Featured Book: The Great Grammar Book by Marsha Sramek

Grammar books typically suffer from the "ugh" factor; they're a necessary tool for writing, but no one actually enjoys reading them. 

Well, Marsha Sramek's The Great Grammar Book: Mastering Grammar Usage and the Essentials of Composition is not typical. She uses fun facts, news article excerpts, and goofy trivia to demonstrate the principles of grammar. Plus, she vaporizes all that stuffy hot air espoused by the grammar police. Sramek leaves out the quirky, rare, and esoteric grammar usage and focuses on the commonly encountered bulk of real-world writing. 

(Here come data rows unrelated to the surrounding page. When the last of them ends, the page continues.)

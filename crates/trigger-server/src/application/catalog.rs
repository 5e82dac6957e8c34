//! Demo use-case catalog served by the `trigger-server` binary.
//!
//! These implementations stand in for a real application core.  They match the
//! use cases declared in `demos/orders-service.toml`:
//!
//! | Name              | Behaviour                                                   |
//! |-------------------|-------------------------------------------------------------|
//! | `get_order`       | order 42 is `shipped`; any other id is `not-found`          |
//! | `create_item`     | echoes `name` and `quantity` with a fresh id                |
//! | `join_room`       | acknowledges `room` (and `user` when given)                 |
//! | `whoami`          | reads the `user` header; `unauthorized` without it          |
//! | `generate_report` | simulated work under a fixed budget; `timeout` past it      |
//! | `echo`            | returns its input unchanged (passthrough binding)           |

use std::sync::Arc;
use std::time::Duration;

use async_trait::async_trait;
use serde::Deserialize;
use serde_json::json;
use trigger_core::{use_case_fn, Failure, Outcome, ResolvedInput, UseCase, UseCaseCatalog};
use uuid::Uuid;

/// Work budget for `generate_report`.
pub const REPORT_BUDGET: Duration = Duration::from_millis(200);

/// Builds the catalog.
pub fn demo_catalog() -> UseCaseCatalog {
    UseCaseCatalog::new()
        .with("get_order", Arc::new(GetOrder))
        .with("create_item", use_case_fn(create_item))
        .with("join_room", use_case_fn(join_room))
        .with("whoami", use_case_fn(whoami))
        .with("generate_report", use_case_fn(generate_report))
        .with("echo", use_case_fn(echo))
}

// ── get_order ─────────────────────────────────────────────────────────────────

/// Looks an order up by id.
pub struct GetOrder;

#[async_trait]
impl UseCase for GetOrder {
    async fn invoke(&self, input: ResolvedInput) -> Outcome {
        match input.get_i64("id") {
            Some(42) => Outcome::success(json!({"id": 42, "status": "shipped"})),
            Some(id) => Failure::not_found(format!("order {id} does not exist")).into(),
            None => Failure::validation("order id is required").into(),
        }
    }
}

// ── create_item ───────────────────────────────────────────────────────────────

#[derive(Debug, Deserialize)]
struct NewItem {
    name: String,
    #[serde(default = "default_quantity")]
    quantity: i64,
}

fn default_quantity() -> i64 {
    1
}

async fn create_item(input: ResolvedInput) -> Outcome {
    let item: NewItem = match input.deserialize_into() {
        Ok(item) => item,
        Err(e) => return Failure::validation(format!("invalid item: {e}")).into(),
    };
    if item.quantity < 1 {
        return Failure::validation("quantity must be at least 1")
            .with_details(json!({"quantity": "must be at least 1"}))
            .into();
    }
    Outcome::success(json!({
        "id": Uuid::new_v4(),
        "name": item.name,
        "quantity": item.quantity,
    }))
}

// ── join_room ─────────────────────────────────────────────────────────────────

async fn join_room(input: ResolvedInput) -> Outcome {
    let Some(room) = input.get_str("room") else {
        return Failure::validation("room is required").into();
    };
    let mut joined = json!({ "room": room });
    if let Some(user) = input.get_str("user") {
        joined["user"] = json!(user);
    }
    Outcome::success(joined)
}

// ── whoami ────────────────────────────────────────────────────────────────────

async fn whoami(input: ResolvedInput) -> Outcome {
    match input.get_str("user") {
        Some(user) if !user.trim().is_empty() => Outcome::success(json!({ "user": user })),
        _ => Failure::unauthorized("no user identity on the request").into(),
    }
}

// ── generate_report ───────────────────────────────────────────────────────────

async fn generate_report(input: ResolvedInput) -> Outcome {
    let work_ms = input.get_i64("work_ms").unwrap_or(0).max(0) as u64;
    let work = tokio::time::sleep(Duration::from_millis(work_ms));

    match tokio::time::timeout(REPORT_BUDGET, work).await {
        Ok(()) => Outcome::success(json!({ "report": "ready", "work_ms": work_ms })),
        Err(_) => Failure::timeout(format!(
            "report exceeded its {} ms budget",
            REPORT_BUDGET.as_millis()
        ))
        .into(),
    }
}

// ── echo ──────────────────────────────────────────────────────────────────────

async fn echo(input: ResolvedInput) -> Outcome {
    Outcome::success(input.into_value())
}

// ── Tests ─────────────────────────────────────────────────────────────────────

If proper use of capitalization, quotation marks, and apostrophes has you pulling your hair out; if you need some little trick to help you remember whether to use "lie" or "lay;" or if you mistakenly think a lengthy sentence is the same thing as a run-on sentence, you will benefit from The Great Grammar Book. Sramek makes grammar and writing less intimidating. The book opens with a 100-question, diagnostic grammar test (with answer key) to help readers discern their grammar weaknesses. 

Of the book's twelve chapters, only three deal with parts of speech. The remaining chapters focus on common errors, usage, and double negatives, in addition to the areas mentioned above. Near the end of the book, a practical guide to better writing called "Successful Writing Strategies" addresses wordiness, unclear pronoun references, and meaningless phrases. 

Especially important to students is the advice on writing essays, research papers, and works of literary criticism. Sramek even includes a how-to on business letter writing. Every chapter in the book offers exercises and reviews, each with its own particular answer key, for self-study.